§ **TASK OBJECTIVE**: Copy word for word the lines from the start of the records through the line that contains "impl<'a> From<&'a DomainNewOwner>", both included.

________________________

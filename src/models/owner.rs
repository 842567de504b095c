use diesel::prelude::*;

use crate::domain::owner::{
    NewOwner as DomainNewOwner, Owner as DomainOwner, UpdateOwner as DomainUpdateOwner,
};

#[derive(Debug, Clone, Identifiable, Queryable)]
#[diesel(table_name = crate::schema::owners)]
/// Diesel model for [`crate::domain::owner::Owner`].
pub struct Owner {
    pub id: i32,
    pub first_name: String,
    pub last_name: String,
    pub address: String,
    pub city: String,
    pub telephone: String,
}

#[derive(Insertable)]
#[diesel(table_name = crate::schema::owners)]
/// Insertable form of [`Owner`].
pub struct NewOwner<'a> {
    pub first_name: &'a str,
    pub last_name: &'a str,
    pub address: &'a str,
    pub city: &'a str,
    pub telephone: &'a str,
}

#[derive(AsChangeset)]
#[diesel(table_name = crate::schema::owners)]
/// Data used when updating an [`Owner`] record.
pub struct UpdateOwner<'a> {
    pub first_name: &'a str,
    pub last_name: &'a str,
    pub address: &'a str,
    pub city: &'a str,
    pub telephone: &'a str,
}

impl From<Owner> for DomainOwner {
    fn from(owner: Owner) -> Self {
        Self {
            id: owner.id,
            first_name: owner.first_name,
            last_name: owner.last_name,
            address: owner.address,
            city: owner.city,
            telephone: owner.telephone,
        }
    }
}

impl<'a> From<&'a DomainNewOwner> for NewOwner<'a> {
    fn from(owner: &'a DomainNewOwner) -> Self {
        Self {
            first_name: owner.first_name.as_str(),
            last_name: owner.last_name.as_str(),
            address: owner.address.as_str(),
            city: owner.city.as_str(),
            telephone: owner.telephone.as_str(),
        }
    }
}

impl<'a> From<&'a DomainUpdateOwner> for UpdateOwner<'a> {
    fn from(owner: &'a DomainUpdateOwner) -> Self {
        Self {
            first_name: owner.first_name.as_str(),
            last_name: owner.last_name.as_str(),
            address: owner.address.as_str(),
            city: owner.city.as_str(),
            telephone: owner.telephone.as_str(),
        }
    }
}
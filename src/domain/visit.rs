use chrono::NaiveDate;
use serde::{Deserialize, Serialize};

#[derive(Clone, Debug, Serialize, Deserialize, PartialEq)]
pub struct Visit {
    pub id: i32,
    pub pet_id: i32,
    pub visit_date: NaiveDate,
    pub description: String,
}

#[derive(Clone, Debug, Deserialize)]
pub struct NewVisit {
    pub pet_id: i32,
    pub visit_date: NaiveDate,
    pub description: String,
}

________________________

§ **RESPONSE FOR THIS EXERCISE**:
filename src/models/owner.rs
repository 842567de504b095c
use diesel::prelude::*;

use crate::domain::owner::{
    NewOwner as DomainNewOwner, Owner as DomainOwner, UpdateOwner as DomainUpdateOwner,
};

#[derive(Debug, Clone, Identifiable, Queryable)]
#[diesel(table_name = crate::schema::owners)]
/// Diesel model for [`crate::domain::owner::Owner`].
pub struct Owner {
    pub id: i32,
    pub first_name: String,
    pub last_name: String,
    pub address: String,
    pub city: String,
    pub telephone: String,
}

#[derive(Insertable)]
#[diesel(table_name = crate::schema::owners)]
/// Insertable form of [`Owner`].
pub struct NewOwner<'a> {
    pub first_name: &'a str,
    pub last_name: &'a str,
    pub address: &'a str,
    pub city: &'a str,
    pub telephone: &'a str,
}

#[derive(AsChangeset)]
#[diesel(table_name = crate::schema::owners)]
/// Data used when updating an [`Owner`] record.
pub struct UpdateOwner<'a> {
    pub first_name: &'a str,
    pub last_name: &'a str,
    pub address: &'a str,
    pub city: &'a str,
    pub telephone: &'a str,
}

impl From<Owner> for DomainOwner {
    fn from(owner: Owner) -> Self {
        Self {
            id: owner.id,
            first_name: owner.first_name,
            last_name: owner.last_name,
            address: owner.address,
            city: owner.city,
            telephone: owner.telephone,
        }
    }
}

impl<'a> From<&'a DomainNewOwner> for NewOwner<'a> {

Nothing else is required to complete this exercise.